START Source information

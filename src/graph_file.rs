// (c) Copyright 2025 Mikołaj Kuranowski
// SPDX-License-Identifier: MIT

//! Loading [Graphs](Graph) from plain-text files.
//!
//! Each line of a graph file is either empty, a `#` comment, or one of:
//!
//! ```text
//! node <id> <lat> <lon> [region]
//! edge <from> <to> [cost]
//! ```
//!
//! Edges may reference nodes declared later in the file. A missing region
//! defaults to zero, and a missing cost to the crow-flies distance between
//! the endpoints, in kilometers. Costs below that distance are raised to it.
//! Files may be compressed with gzip or bzip2.

use std::fs::File;
use std::io::{self, BufRead};
use std::path::Path;
use std::str::FromStr;

use crate::distance::crow_flies_bound;
use crate::{node_distance, Edge, Graph, Node};

/// Format of the input graph file
#[derive(Debug, Default, Clone, Copy, PartialEq, Eq)]
pub enum FileFormat {
    /// Unknown format - guess the format based on the content
    #[default]
    Unknown,

    /// Force uncompressed text
    Text,

    /// Force text with [gzip](https://en.wikipedia.org/wiki/Gzip) compression
    TextGz,

    /// Force text with [bzip2](https://en.wikipedia.org/wiki/Bzip2) compression
    TextBz2,
}

impl FileFormat {
    /// Guesses the format from the first few bytes of a file.
    pub fn detect(prefix: &[u8]) -> Self {
        if prefix.starts_with(&[0x1F, 0x8B]) {
            Self::TextGz
        } else if prefix.starts_with(b"BZh") {
            Self::TextBz2
        } else {
            Self::Text
        }
    }
}

#[derive(Debug, thiserror::Error)]
pub enum Error {
    #[error(transparent)]
    Io(#[from] io::Error),

    #[error("line {line}: {reason}")]
    Syntax { line: usize, reason: String },

    #[error("line {line}: unknown node {id}")]
    UnknownNode { line: usize, id: i64 },
}

fn syntax(line: usize, reason: impl Into<String>) -> Error {
    Error::Syntax {
        line,
        reason: reason.into(),
    }
}

struct PendingEdge {
    line: usize,
    from: i64,
    to: i64,
    cost: Option<f32>,
}

fn field<T: FromStr>(line: usize, fields: &[&str], idx: usize, name: &str) -> Result<T, Error> {
    let raw = fields
        .get(idx)
        .ok_or_else(|| syntax(line, format!("missing {}", name)))?;
    raw.parse()
        .map_err(|_| syntax(line, format!("invalid {}: {:?}", name, raw)))
}

fn optional_field<T: FromStr>(line: usize, fields: &[&str], idx: usize, name: &str) -> Result<Option<T>, Error> {
    if idx < fields.len() {
        field(line, fields, idx, name).map(Some)
    } else {
        Ok(None)
    }
}

/// Smallest f32 which is not below `distance`, so that defaulted
/// edge costs never undercut the heuristic.
fn crow_flies_cost(distance: f64) -> f32 {
    let cost = distance as f32;
    if (cost as f64) < distance {
        f32::from_bits(cost.to_bits() + 1)
    } else {
        cost
    }
}

fn parse_text<R: BufRead>(g: &mut Graph, reader: R) -> Result<(), Error> {
    let mut edges = Vec::new();
    let mut nodes = 0usize;

    for (idx, line) in reader.lines().enumerate() {
        let line_no = idx + 1;
        let line = line?;
        let content = line.split('#').next().unwrap_or_default();
        let fields = content.split_whitespace().collect::<Vec<_>>();

        match fields.first().copied() {
            None => {}

            Some("node") => {
                if fields.len() > 5 {
                    return Err(syntax(line_no, "too many fields"));
                }
                let node = Node {
                    id: field(line_no, &fields, 1, "node id")?,
                    lat: field(line_no, &fields, 2, "latitude")?,
                    lon: field(line_no, &fields, 3, "longitude")?,
                    region: optional_field(line_no, &fields, 4, "region")?.unwrap_or(0),
                };
                if !g.set_node(node) {
                    return Err(syntax(line_no, "node id must not be zero"));
                }
                nodes += 1;
            }

            Some("edge") => {
                if fields.len() > 4 {
                    return Err(syntax(line_no, "too many fields"));
                }
                let cost: Option<f32> = optional_field(line_no, &fields, 3, "cost")?;
                if cost.is_some_and(|c| !c.is_finite() || c < 0.0) {
                    return Err(syntax(line_no, "cost must be finite and non-negative"));
                }
                edges.push(PendingEdge {
                    line: line_no,
                    from: field(line_no, &fields, 1, "edge source")?,
                    to: field(line_no, &fields, 2, "edge target")?,
                    cost,
                });
            }

            Some(other) => return Err(syntax(line_no, format!("unknown record {:?}", other))),
        }
    }

    for e in &edges {
        let from = g
            .get_node(e.from)
            .ok_or(Error::UnknownNode { line: e.line, id: e.from })?;
        let to = g
            .get_node(e.to)
            .ok_or(Error::UnknownNode { line: e.line, id: e.to })?;
        let cost = match e.cost {
            Some(cost) if (cost as f64) < crow_flies_bound(&from, &to) => {
                let raised = crow_flies_cost(node_distance(&from, &to));
                log::warn!(
                    "line {}: cost {} of edge {} -> {} is below the crow-flies distance, using {}",
                    e.line,
                    cost,
                    e.from,
                    e.to,
                    raised,
                );
                raised
            }
            Some(cost) => cost,
            None => crow_flies_cost(node_distance(&from, &to)),
        };
        g.set_edge(e.from, Edge { to: e.to, cost });
    }

    log::debug!("loaded {} nodes and {} edges", nodes, edges.len());
    Ok(())
}

/// Parse a graph file from a reader into a [Graph].
///
/// The provided stream will be automatically wrapped in a buffered reader when needed.
pub fn add_from_io<R: io::Read>(g: &mut Graph, format: FileFormat, reader: R) -> Result<(), Error> {
    let mut b = io::BufReader::new(reader);

    let format = match format {
        FileFormat::Unknown => {
            let detected = FileFormat::detect(b.fill_buf()?);
            log::trace!("detected graph file format: {:?}", detected);
            detected
        }
        other => other,
    };

    match format {
        FileFormat::Unknown | FileFormat::Text => parse_text(g, b),

        FileFormat::TextGz => {
            let d = flate2::read::MultiGzDecoder::new(b);
            parse_text(g, io::BufReader::new(d))
        }

        FileFormat::TextBz2 => {
            let d = bzip2::read::MultiBzDecoder::new(b);
            parse_text(g, io::BufReader::new(d))
        }
    }
}

/// Parse a graph file at the provided path into a [Graph].
pub fn add_from_file<P: AsRef<Path>>(g: &mut Graph, format: FileFormat, path: P) -> Result<(), Error> {
    let f = File::open(path)?;
    add_from_io(g, format, f)
}

/// Parse a graph file from an in-memory buffer into a [Graph].
pub fn add_from_buffer(g: &mut Graph, format: FileFormat, data: &[u8]) -> Result<(), Error> {
    match format {
        FileFormat::Unknown => add_from_buffer(g, FileFormat::detect(data), data),
        // No need for extra buffering of in-memory text
        FileFormat::Text => parse_text(g, data),
        _ => add_from_io(g, format, io::Cursor::new(data)),
    }
}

END Source information

**What the task requires**
Tally every line in these entries where the string "below" occurs. The tally alone is the answer.

**Task response**
3